The equities favor Cities Producing's successor (Conoco) paying the royalties since North. west paid Conoco the maximum price allowed under the Natural Gas Policy Act for the natural gas which it obtained from Conoco for the period from 1978 through 1985. This is the period for which Plaintiff seeks royalties in this case. The natural gas includes the liquids for which Plaintiff seeks royalties. Conoco has paid the royalties for the gas. The Court finds that Conoco should also be responsible for paying the royalties for the liquid contained within the gas.

Plaintiff vigorously argues that CSGC is a partial lessee as to the liquids within the natural gas because it never lost the right to the liquids. As the partial lessee of the liquids, Plaintiff argues that CSGC should incur the cost of unpaid royalties. As is stated in the text, CSGC entered into this transaction with Cities Producing so that it could obtain additional money within the constraints of the Federal Power Commission. While it is recognized that CSGC's dealings with Cities Producing are not at arms length, there is no evidence that the 1953 transaction was a sham entered into to avoid paying royalties to Plaintiff. In fact, the drips on which Plaintiff is seeking royalties were worth very little in 1953.
The intracorporate transfer of 1953 transferred all of the leasehold interests from CSGC to a wholly owned subsidiary — Cities Producing. Along with the transfer of the leasehold interest was the transfer of the duty to pay royalties under the leases.
Plaintiff seems to argue that CSGC's successor, Northwest, should pay the back royalties because CSGC continued to obtain the liquids from the wells on which Plaintiff has the mineral interest. Although CSGC did continue to obtain the liquids from the wells, CSGC's legal position changed in relation to Plaintiff in 1953. CSGC no longer possessed the interests under the leases and, therefore, was no longer responsible for paying the royalties. (In addition, as stated in subpart A of this opinion, Burnett Trust waived its rights to royalties on the drips) Furthermore, as stated in footnote four, the Court finds that the equities do not justify an ignorance of the assignment from CSGC to Cities Producing.

C. Course of Dealings

Alternatively, even if the 1953 Assignment was insufficient to discharge Northwest from its duties under the Leases, Plaintiffs have agreed to the substitution of Conoco for Northwest as Lessee. The evidence before the Court shows that Plaintiffs assented to the substitution of Conoco for Northwest as Lessee. After CSGC (Northwest) assigned its interests in the leases to Cities Producing in 1953, the leases were operated by Cities Producing until 1963, and then by Continental Gas Producing Company which was later merged into Conoco.

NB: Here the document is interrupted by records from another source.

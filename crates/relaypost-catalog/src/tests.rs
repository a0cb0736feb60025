use crate::defaults::load_defaults;
use crate::render::render;
use crate::store::CatalogStore;
use crate::template::TemplateField;
use relaypost_common::types::{Channel, RecipientRole};
use std::collections::HashMap;

#[test]
fn retailer_approved_subject_renders_end_to_end() {
    let store = load_defaults();
    let ev = store.event("retailer_approved").unwrap();
    assert!(ev.addresses_role(RecipientRole::Retailer));
    assert!(ev.channel_enabled(Channel::Email));

    let tpl = store.template_for_event("retailer_approved").unwrap();
    let leaf = tpl.contents.get(RecipientRole::Retailer, Channel::Email);

    let values = HashMap::from([("app_name".to_string(), "TrendPin".to_string())]);
    let subject = render(leaf.subject().unwrap(), &values);
    assert_eq!(
        subject,
        "Congratulations! Your TrendPin Retailer Account is Approved"
    );
}

#[test]
fn full_replace_is_idempotent() {
    let mut store = load_defaults();
    let doc = store.snapshot();
    store.replace(doc.clone());
    let after_once = store.snapshot();
    store.replace(doc);
    let after_twice = store.snapshot();

    assert_eq!(
        serde_json::to_value(&after_once).unwrap(),
        serde_json::to_value(&after_twice).unwrap()
    );
}

#[test]
fn store_field_update_touches_one_leaf_only() {
    let mut store = load_defaults();
    let before = store.template("tpl_retailer_approved").unwrap().clone();

    store
        .update_template_field(
            "tpl_retailer_approved",
            RecipientRole::Customer,
            Channel::Email,
            TemplateField::Subject,
            "X",
        )
        .unwrap();

    let after = store.template("tpl_retailer_approved").unwrap();
    for role in RecipientRole::ALL {
        for ch in Channel::ALL {
            let before_leaf = before.contents.get(role, ch);
            let after_leaf = after.contents.get(role, ch);
            if role == RecipientRole::Customer && ch == Channel::Email {
                assert_eq!(after_leaf.subject(), Some("X"));
            } else {
                assert_eq!(before_leaf, after_leaf, "leaf ({role}, {ch}) changed");
            }
        }
    }
}

#[test]
fn double_toggles_restore_catalog_state() {
    let mut store = load_defaults();
    let before = serde_json::to_value(store.snapshot()).unwrap();

    store.toggle_event("retailer_approved").unwrap();
    store.toggle_event("retailer_approved").unwrap();
    store
        .toggle_recipient("retailer_approved", RecipientRole::Admin)
        .unwrap();
    store
        .toggle_recipient("retailer_approved", RecipientRole::Admin)
        .unwrap();
    store
        .toggle_channel("retailer_approved", Channel::Push)
        .unwrap();
    store
        .toggle_channel("retailer_approved", Channel::Push)
        .unwrap();

    assert_eq!(serde_json::to_value(store.snapshot()).unwrap(), before);
}

#[test]
fn unknown_ids_surface_not_found() {
    let mut store = load_defaults();
    assert!(store.event("no_such_event").is_err());
    assert!(store.toggle_event("no_such_event").is_err());
    assert!(store.template_for_event("no_such_event").is_err());
    assert!(store
        .update_template_field(
            "no_such_template",
            RecipientRole::Admin,
            Channel::Email,
            TemplateField::Body,
            "x",
        )
        .is_err());
}

#[test]
fn category_grouping_copies_label_from_events() {
    let store = load_defaults();
    let grouped = store.events_by_category();
    assert!(grouped.contains_key("Retailer"));
    assert!(grouped.contains_key("Subscription"));
    let retailer_events = &grouped["Retailer"];
    assert!(retailer_events.iter().all(|e| e.category == "Retailer"));
    assert!(retailer_events.iter().any(|e| e.id == "retailer_approved"));
}

#[test]
fn config_document_roundtrips_through_json() {
    let store = load_defaults();
    let doc = store.snapshot();
    let json = serde_json::to_string(&doc).unwrap();
    let parsed: crate::store::ConfigDocument = serde_json::from_str(&json).unwrap();
    let rebuilt = CatalogStore::from_parts(parsed.events, parsed.templates);
    assert_eq!(
        serde_json::to_value(rebuilt.snapshot()).unwrap(),
        serde_json::to_value(store.snapshot()).unwrap()
    );
}
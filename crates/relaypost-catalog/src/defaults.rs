//! Built-in default catalog for first-time startup.
//!
//! Mirrors the admin console's factory state: every business event the
//! platform knows about, with conservative channel defaults (email on,
//! everything else off except where noted) and starter template copy the
//! operator is expected to adjust. Loaded once through [`load_defaults`]
//! into an owned [`CatalogStore`]; a non-empty payload from the backing
//! API replaces it wholesale.

use crate::event::NotificationEvent;
use crate::store::CatalogStore;
use crate::template::{ChannelContent, NotificationTemplate};
use relaypost_common::types::{Channel, RecipientRole};

struct EventDef {
    id: &'static str,
    name: &'static str,
    description: &'static str,
    category: &'static str,
    recipients: &'static [RecipientRole],
    channels: &'static [Channel],
    placeholders: &'static [&'static str],
}

const DEFAULT_EVENTS: &[EventDef] = &[
    EventDef {
        id: "retailer_registered",
        name: "New Retailer Registration",
        description: "A retailer submitted a registration and is awaiting review",
        category: "Retailer",
        recipients: &[RecipientRole::Admin],
        channels: &[Channel::Email],
        placeholders: &["app_name", "retailer_name", "retailer_email"],
    },
    EventDef {
        id: "retailer_approved",
        name: "Retailer Account Approved",
        description: "A retailer account passed review and can start selling",
        category: "Retailer",
        recipients: &[RecipientRole::Retailer],
        channels: &[Channel::Email],
        placeholders: &["app_name", "retailer_name"],
    },
    EventDef {
        id: "retailer_rejected",
        name: "Retailer Account Rejected",
        description: "A retailer registration was rejected during review",
        category: "Retailer",
        recipients: &[RecipientRole::Retailer],
        channels: &[Channel::Email],
        placeholders: &["app_name", "retailer_name", "reason"],
    },
    EventDef {
        id: "customer_registered",
        name: "New Customer Signup",
        description: "A customer created an account",
        category: "Customer",
        recipients: &[RecipientRole::Admin, RecipientRole::Customer],
        channels: &[Channel::Email],
        placeholders: &["app_name", "customer_name"],
    },
    EventDef {
        id: "offer_published",
        name: "New Offer Published",
        description: "A retailer published a new offer to their followers",
        category: "Offers",
        recipients: &[RecipientRole::Customer],
        channels: &[Channel::Email, Channel::Push],
        placeholders: &["app_name", "retailer_name", "offer_title"],
    },
    EventDef {
        id: "offer_expiring",
        name: "Offer Expiring Soon",
        description: "A published offer approaches its end date",
        category: "Offers",
        recipients: &[RecipientRole::Retailer],
        channels: &[Channel::Email, Channel::Push],
        placeholders: &["app_name", "offer_title", "expiry_date"],
    },
    EventDef {
        id: "subscription_expiring",
        name: "Subscription Expiring Soon",
        description: "A retailer's paid plan approaches its renewal date",
        category: "Subscription",
        recipients: &[RecipientRole::Retailer],
        channels: &[Channel::Email, Channel::Sms, Channel::Whatsapp],
        placeholders: &["app_name", "retailer_name", "plan_name", "expiry_date"],
    },
    EventDef {
        id: "subscription_renewed",
        name: "Subscription Renewed",
        description: "A retailer's paid plan was renewed",
        category: "Subscription",
        recipients: &[RecipientRole::Admin, RecipientRole::Retailer],
        channels: &[Channel::Email],
        placeholders: &["app_name", "retailer_name", "plan_name"],
    },
];

fn email(subject: &str, body: &str) -> ChannelContent {
    ChannelContent::Email {
        subject: subject.to_string(),
        body: body.to_string(),
    }
}

fn sms(body: &str) -> ChannelContent {
    ChannelContent::Sms {
        body: body.to_string(),
    }
}

fn whatsapp(body: &str) -> ChannelContent {
    ChannelContent::Whatsapp {
        body: body.to_string(),
    }
}

fn push(title: &str, body: &str) -> ChannelContent {
    ChannelContent::Push {
        title: title.to_string(),
        body: body.to_string(),
    }
}

fn seed_contents(template: &mut NotificationTemplate) {
    use RecipientRole::{Admin, Customer, Retailer};

    let t = &mut template.contents;
    match template.event_id.as_str() {
        "retailer_registered" => {
            t.set(
                Admin,
                email(
                    "New retailer registration on {{app_name}}",
                    "{{retailer_name}} ({{retailer_email}}) registered as a retailer and is awaiting review.",
                ),
            );
        }
        "retailer_approved" => {
            t.set(
                Retailer,
                email(
                    "Congratulations! Your {{app_name}} Retailer Account is Approved",
                    "Hi {{retailer_name}},\n\nYour retailer account on {{app_name}} has been approved. You can now sign in and start publishing offers.\n\nThe {{app_name}} Team",
                ),
            );
            t.set(
                Retailer,
                sms("{{app_name}}: your retailer account is approved. Welcome aboard, {{retailer_name}}!"),
            );
            t.set(
                Retailer,
                whatsapp("Hi {{retailer_name}}, your {{app_name}} retailer account is approved. Welcome aboard!"),
            );
            t.set(
                Retailer,
                push("Account approved", "Your {{app_name}} retailer account is ready."),
            );
        }
        "retailer_rejected" => {
            t.set(
                Retailer,
                email(
                    "Your {{app_name}} retailer registration",
                    "Hi {{retailer_name}},\n\nWe could not approve your retailer registration: {{reason}}.\n\nYou can update your details and apply again.",
                ),
            );
        }
        "customer_registered" => {
            t.set(
                Admin,
                email(
                    "New customer signup on {{app_name}}",
                    "{{customer_name}} just created a customer account.",
                ),
            );
            t.set(
                Customer,
                email(
                    "Welcome to {{app_name}}!",
                    "Hi {{customer_name}},\n\nWelcome to {{app_name}}. Follow your favorite retailers to get their latest offers first.",
                ),
            );
        }
        "offer_published" => {
            t.set(
                Customer,
                email(
                    "{{retailer_name}} published a new offer",
                    "{{offer_title}} is now live on {{app_name}}. Have a look before it's gone.",
                ),
            );
            t.set(
                Customer,
                push("New offer from {{retailer_name}}", "{{offer_title}}"),
            );
        }
        "offer_expiring" => {
            t.set(
                Retailer,
                email(
                    "Your offer \"{{offer_title}}\" expires on {{expiry_date}}",
                    "Your offer {{offer_title}} on {{app_name}} ends on {{expiry_date}}. Extend it from your dashboard to keep it visible.",
                ),
            );
            t.set(
                Retailer,
                push("Offer expiring", "{{offer_title}} ends on {{expiry_date}}."),
            );
        }
        "subscription_expiring" => {
            t.set(
                Retailer,
                email(
                    "Your {{app_name}} {{plan_name}} plan expires on {{expiry_date}}",
                    "Hi {{retailer_name}},\n\nYour {{plan_name}} subscription expires on {{expiry_date}}. Renew now to keep your offers visible on {{app_name}}.",
                ),
            );
            t.set(
                Retailer,
                sms("{{app_name}}: your {{plan_name}} plan expires {{expiry_date}}. Renew to stay visible."),
            );
            t.set(
                Retailer,
                whatsapp("Hi {{retailer_name}}, your {{app_name}} {{plan_name}} plan expires on {{expiry_date}}. Renew from your dashboard to avoid interruption."),
            );
        }
        "subscription_renewed" => {
            t.set(
                Admin,
                email(
                    "Subscription renewed: {{retailer_name}}",
                    "{{retailer_name}} renewed the {{plan_name}} plan.",
                ),
            );
            t.set(
                Retailer,
                email(
                    "Your {{app_name}} subscription is renewed",
                    "Hi {{retailer_name}},\n\nThanks! Your {{plan_name}} plan has been renewed.",
                ),
            );
        }
        _ => {}
    }
}

/// Build the factory-default catalog. Called once at session start; any
/// non-empty configuration returned by the backing API replaces it.
pub fn load_defaults() -> CatalogStore {
    let mut events = Vec::with_capacity(DEFAULT_EVENTS.len());
    let mut templates = Vec::with_capacity(DEFAULT_EVENTS.len());

    for def in DEFAULT_EVENTS {
        let mut ev = NotificationEvent::new(def.id, def.name, def.description, def.category);
        for role in def.recipients {
            ev.recipients.insert(*role);
        }
        for ch in def.channels {
            ev.channels.insert(*ch, true);
        }
        events.push(ev);

        let mut tpl = NotificationTemplate::new(
            format!("tpl_{}", def.id),
            def.id,
            def.name,
            def.description,
            def.category,
            def.placeholders.iter().map(|p| p.to_string()).collect(),
        );
        seed_contents(&mut tpl);
        templates.push(tpl);
    }

    tracing::debug!(
        events = events.len(),
        templates = templates.len(),
        "Loaded built-in default catalog"
    );
    CatalogStore::from_parts(events, templates)
}

#[cfg(test)]
mod tests {
    use super::*;

    #[test]
    fn defaults_pair_events_with_templates() {
        let store = load_defaults();
        assert_eq!(store.events().len(), store.templates().len());
        for ev in store.events() {
            let tpl = store.template_for_event(&ev.id).unwrap();
            assert_eq!(tpl.event_id, ev.id);
            assert!(ev.channels.len() == 4);
        }
    }

    #[test]
    fn retailer_approved_defaults_match_console_copy() {
        let store = load_defaults();
        let ev = store.event("retailer_approved").unwrap();
        assert!(ev.addresses_role(RecipientRole::Retailer));
        assert!(ev.channel_enabled(Channel::Email));

        let tpl = store.template_for_event("retailer_approved").unwrap();
        let leaf = tpl.contents.get(RecipientRole::Retailer, Channel::Email);
        assert_eq!(
            leaf.subject(),
            Some("Congratulations! Your {{app_name}} Retailer Account is Approved")
        );
    }

    #[test]
    fn every_placeholder_in_seed_copy_is_declared() {
        let store = load_defaults();
        for tpl in store.templates() {
            for (_, content) in tpl.contents.iter() {
                let mut text = content.body().to_string();
                if let Some(s) = content.subject() {
                    text.push_str(s);
                }
                if let Some(ti) = content.title() {
                    text.push_str(ti);
                }
                for name in crate::render::placeholder_names(&text) {
                    assert!(
                        tpl.placeholders.contains(&name),
                        "template {} uses undeclared placeholder {name}",
                        tpl.id
                    );
                }
            }
        }
    }
}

Thus, the leases were assigned in 1953 by CSGC to Cities Producing, and in 1963 to Conoco. The evidence shows that Plaintiffs were aware of the transfer to Cities Producing and of the transfer to Conoco after 1963, when Conoco had assumed its duties as lessee. Plaintiffs conducted substantial correspondence with Conoco concerning various terms of the leases, development of production and the market price of gas for purposes of determining the rate of royalties under the Leases. Plaintiffs at no time contacted Northwest concerning lease terms, operation of the leases, development of production or royalty payments. Rather, Plaintiffs have, at all time subsequent to 1962, looked solely to Conoco for compliance with the Leases and payment of royalties.

Since the Court has found that Northwest is not liable for payment of liquids royalty obligation under the 1927 Gas Lease, the Court need not consider the damages issues under Paragraphs 7 and 9 of the Lease with respect to gasoline content royalty or drip royalty.

II. Ratable Takes

Plaintiff's third cause of action asserts that Northwest failed to take gas ratably from the wells on the Burnett Ranch. Plaintiff asserts that Northwest's duty to take the gas ratably from the wells on the ranch arises from both statutory and contractual provisions. The Court will address these arguments in turn.

A. Statutory Duty to take Gas Ratably

The Court finds that Plaintiff cannot recover on its statutory claim because the Texas Common Purchaser Act does not provide a private cause of action for Plaintiff.

Northwest invites the Court to consider the constitutionality of the Texas ratable take regulation. Although the Court finds great merit in Northwest's argument, it is not necessary to address the issue. Therefore, the Court declines to address the issue.

The Texas Common Purchaser Act, Tex.Nat Res. Code § 111.081 et seq., is made applicable to common purchasers of natural gas such as Northwest in § 111.083. The Act prohibits three types of discrimination by a purchaser of natural gas:

The regulation requiring purchasers to take ratably, 16 Tex.Admin. Code § 3.91(5) was promulgated by the Texas Railroad Commission pursuant to authority granted it by the Texas Common Purchaser Act. See § 111.083.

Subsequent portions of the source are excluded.